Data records

^^^^^^^^

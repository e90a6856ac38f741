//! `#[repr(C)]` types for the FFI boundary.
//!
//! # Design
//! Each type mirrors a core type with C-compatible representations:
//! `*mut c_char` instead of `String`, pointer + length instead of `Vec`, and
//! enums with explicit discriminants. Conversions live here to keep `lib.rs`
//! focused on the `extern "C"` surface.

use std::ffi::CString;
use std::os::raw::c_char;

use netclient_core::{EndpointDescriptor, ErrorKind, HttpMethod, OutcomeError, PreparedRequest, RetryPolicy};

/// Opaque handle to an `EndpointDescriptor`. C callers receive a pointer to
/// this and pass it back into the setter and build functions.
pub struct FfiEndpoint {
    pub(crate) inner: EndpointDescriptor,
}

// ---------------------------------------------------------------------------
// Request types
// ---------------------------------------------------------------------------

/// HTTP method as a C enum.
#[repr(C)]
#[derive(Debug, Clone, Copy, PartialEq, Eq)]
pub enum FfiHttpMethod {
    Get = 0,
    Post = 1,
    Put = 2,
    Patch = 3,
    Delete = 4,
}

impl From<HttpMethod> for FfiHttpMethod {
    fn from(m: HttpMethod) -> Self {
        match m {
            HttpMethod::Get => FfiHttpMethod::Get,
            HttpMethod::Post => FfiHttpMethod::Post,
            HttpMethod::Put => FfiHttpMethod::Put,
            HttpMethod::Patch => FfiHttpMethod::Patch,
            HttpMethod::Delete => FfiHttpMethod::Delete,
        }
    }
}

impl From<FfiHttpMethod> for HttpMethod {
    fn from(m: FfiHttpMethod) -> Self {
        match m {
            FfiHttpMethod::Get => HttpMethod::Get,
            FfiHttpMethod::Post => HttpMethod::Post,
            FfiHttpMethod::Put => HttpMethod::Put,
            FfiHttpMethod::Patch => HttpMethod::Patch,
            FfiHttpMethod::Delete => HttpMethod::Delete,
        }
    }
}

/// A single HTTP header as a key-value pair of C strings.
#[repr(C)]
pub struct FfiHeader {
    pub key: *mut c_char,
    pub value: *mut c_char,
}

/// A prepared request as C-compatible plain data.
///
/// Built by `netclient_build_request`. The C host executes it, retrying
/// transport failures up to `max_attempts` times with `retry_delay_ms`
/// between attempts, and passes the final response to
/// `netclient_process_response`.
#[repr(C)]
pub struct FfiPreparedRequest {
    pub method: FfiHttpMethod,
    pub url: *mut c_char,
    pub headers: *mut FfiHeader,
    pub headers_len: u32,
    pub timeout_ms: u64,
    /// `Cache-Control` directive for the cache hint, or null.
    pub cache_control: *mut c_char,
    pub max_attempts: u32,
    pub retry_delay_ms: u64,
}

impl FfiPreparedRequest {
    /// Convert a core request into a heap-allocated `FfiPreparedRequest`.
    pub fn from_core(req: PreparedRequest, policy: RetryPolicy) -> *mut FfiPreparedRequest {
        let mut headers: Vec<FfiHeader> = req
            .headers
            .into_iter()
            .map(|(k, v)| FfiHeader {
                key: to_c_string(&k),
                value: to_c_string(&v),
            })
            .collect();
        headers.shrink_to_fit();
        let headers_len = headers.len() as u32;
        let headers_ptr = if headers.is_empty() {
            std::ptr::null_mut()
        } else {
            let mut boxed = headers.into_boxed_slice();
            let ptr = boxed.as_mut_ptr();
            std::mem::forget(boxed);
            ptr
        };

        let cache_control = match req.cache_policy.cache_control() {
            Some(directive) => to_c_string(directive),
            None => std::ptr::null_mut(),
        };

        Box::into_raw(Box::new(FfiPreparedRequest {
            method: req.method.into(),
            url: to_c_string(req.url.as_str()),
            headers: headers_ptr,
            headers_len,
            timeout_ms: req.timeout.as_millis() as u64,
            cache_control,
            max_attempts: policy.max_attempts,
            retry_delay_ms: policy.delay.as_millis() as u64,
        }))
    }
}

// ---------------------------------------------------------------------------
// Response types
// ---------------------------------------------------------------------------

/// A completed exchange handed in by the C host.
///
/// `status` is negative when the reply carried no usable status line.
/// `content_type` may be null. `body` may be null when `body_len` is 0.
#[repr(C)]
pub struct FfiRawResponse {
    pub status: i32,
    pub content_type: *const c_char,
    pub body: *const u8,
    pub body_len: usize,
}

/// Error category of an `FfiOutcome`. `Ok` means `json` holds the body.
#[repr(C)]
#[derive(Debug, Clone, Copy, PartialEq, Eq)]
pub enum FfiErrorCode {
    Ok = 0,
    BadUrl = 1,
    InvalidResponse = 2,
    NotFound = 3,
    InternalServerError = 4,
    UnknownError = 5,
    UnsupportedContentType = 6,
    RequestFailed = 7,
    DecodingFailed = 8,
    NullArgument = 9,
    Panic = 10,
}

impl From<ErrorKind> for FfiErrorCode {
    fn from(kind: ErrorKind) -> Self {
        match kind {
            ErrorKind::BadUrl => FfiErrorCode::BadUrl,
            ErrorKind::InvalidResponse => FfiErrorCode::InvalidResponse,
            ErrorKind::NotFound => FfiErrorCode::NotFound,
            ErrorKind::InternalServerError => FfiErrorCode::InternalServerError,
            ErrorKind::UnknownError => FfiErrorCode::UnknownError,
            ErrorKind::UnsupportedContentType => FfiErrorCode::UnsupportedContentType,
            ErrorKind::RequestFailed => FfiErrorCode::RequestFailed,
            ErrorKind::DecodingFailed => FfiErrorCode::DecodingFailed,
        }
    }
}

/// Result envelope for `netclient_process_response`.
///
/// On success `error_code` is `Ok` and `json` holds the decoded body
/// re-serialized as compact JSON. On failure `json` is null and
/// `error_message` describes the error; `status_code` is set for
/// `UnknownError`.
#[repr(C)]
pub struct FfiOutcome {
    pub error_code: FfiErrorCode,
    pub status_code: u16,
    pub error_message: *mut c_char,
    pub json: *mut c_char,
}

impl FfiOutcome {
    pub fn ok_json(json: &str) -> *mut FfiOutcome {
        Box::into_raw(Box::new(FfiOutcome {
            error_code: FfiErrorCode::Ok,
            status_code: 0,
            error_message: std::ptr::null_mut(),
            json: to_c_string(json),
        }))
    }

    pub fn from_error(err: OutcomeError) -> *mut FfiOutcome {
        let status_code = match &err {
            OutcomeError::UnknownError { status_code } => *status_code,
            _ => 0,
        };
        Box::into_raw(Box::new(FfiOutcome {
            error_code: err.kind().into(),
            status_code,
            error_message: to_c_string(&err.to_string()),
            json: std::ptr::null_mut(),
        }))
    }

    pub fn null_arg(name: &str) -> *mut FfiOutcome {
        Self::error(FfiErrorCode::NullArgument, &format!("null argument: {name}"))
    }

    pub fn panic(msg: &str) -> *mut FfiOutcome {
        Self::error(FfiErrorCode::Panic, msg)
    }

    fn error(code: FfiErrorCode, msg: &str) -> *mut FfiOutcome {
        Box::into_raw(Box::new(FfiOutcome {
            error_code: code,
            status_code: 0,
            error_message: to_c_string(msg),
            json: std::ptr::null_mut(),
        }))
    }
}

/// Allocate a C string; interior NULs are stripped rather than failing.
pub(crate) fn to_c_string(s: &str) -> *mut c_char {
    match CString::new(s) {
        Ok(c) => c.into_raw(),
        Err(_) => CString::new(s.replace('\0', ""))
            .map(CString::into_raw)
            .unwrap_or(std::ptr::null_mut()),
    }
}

^^^^^^^^

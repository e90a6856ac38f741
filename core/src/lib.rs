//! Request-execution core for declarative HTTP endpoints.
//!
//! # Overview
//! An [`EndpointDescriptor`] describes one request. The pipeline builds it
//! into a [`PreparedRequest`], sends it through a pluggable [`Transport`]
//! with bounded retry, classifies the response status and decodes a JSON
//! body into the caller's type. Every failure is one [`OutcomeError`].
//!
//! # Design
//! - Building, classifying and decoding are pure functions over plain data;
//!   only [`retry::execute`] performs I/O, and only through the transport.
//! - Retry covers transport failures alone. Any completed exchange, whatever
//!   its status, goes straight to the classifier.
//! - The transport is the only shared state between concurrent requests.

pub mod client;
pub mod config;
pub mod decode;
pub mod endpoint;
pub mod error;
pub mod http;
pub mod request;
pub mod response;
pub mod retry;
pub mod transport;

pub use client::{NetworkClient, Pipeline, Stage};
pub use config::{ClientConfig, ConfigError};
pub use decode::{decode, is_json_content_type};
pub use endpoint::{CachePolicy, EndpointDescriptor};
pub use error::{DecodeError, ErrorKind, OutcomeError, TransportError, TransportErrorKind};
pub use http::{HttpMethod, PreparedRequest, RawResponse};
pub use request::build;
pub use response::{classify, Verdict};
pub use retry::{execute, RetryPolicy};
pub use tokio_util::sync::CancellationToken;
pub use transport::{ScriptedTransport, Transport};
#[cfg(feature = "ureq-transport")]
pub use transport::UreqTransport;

^^^^^^^^

_Required action:_ Beginning at the line above with "through the transport." and finishing at the line with "pub mod client;", return each line exactly and return nothing else.

_Your response:_
//!   only [`retry::execute`] performs I/O, and only through the transport.
//! - Retry covers transport failures alone. Any completed exchange, whatever
//!   its status, goes straight to the classifier.
//! - The transport is the only shared state between concurrent requests.

pub mod client;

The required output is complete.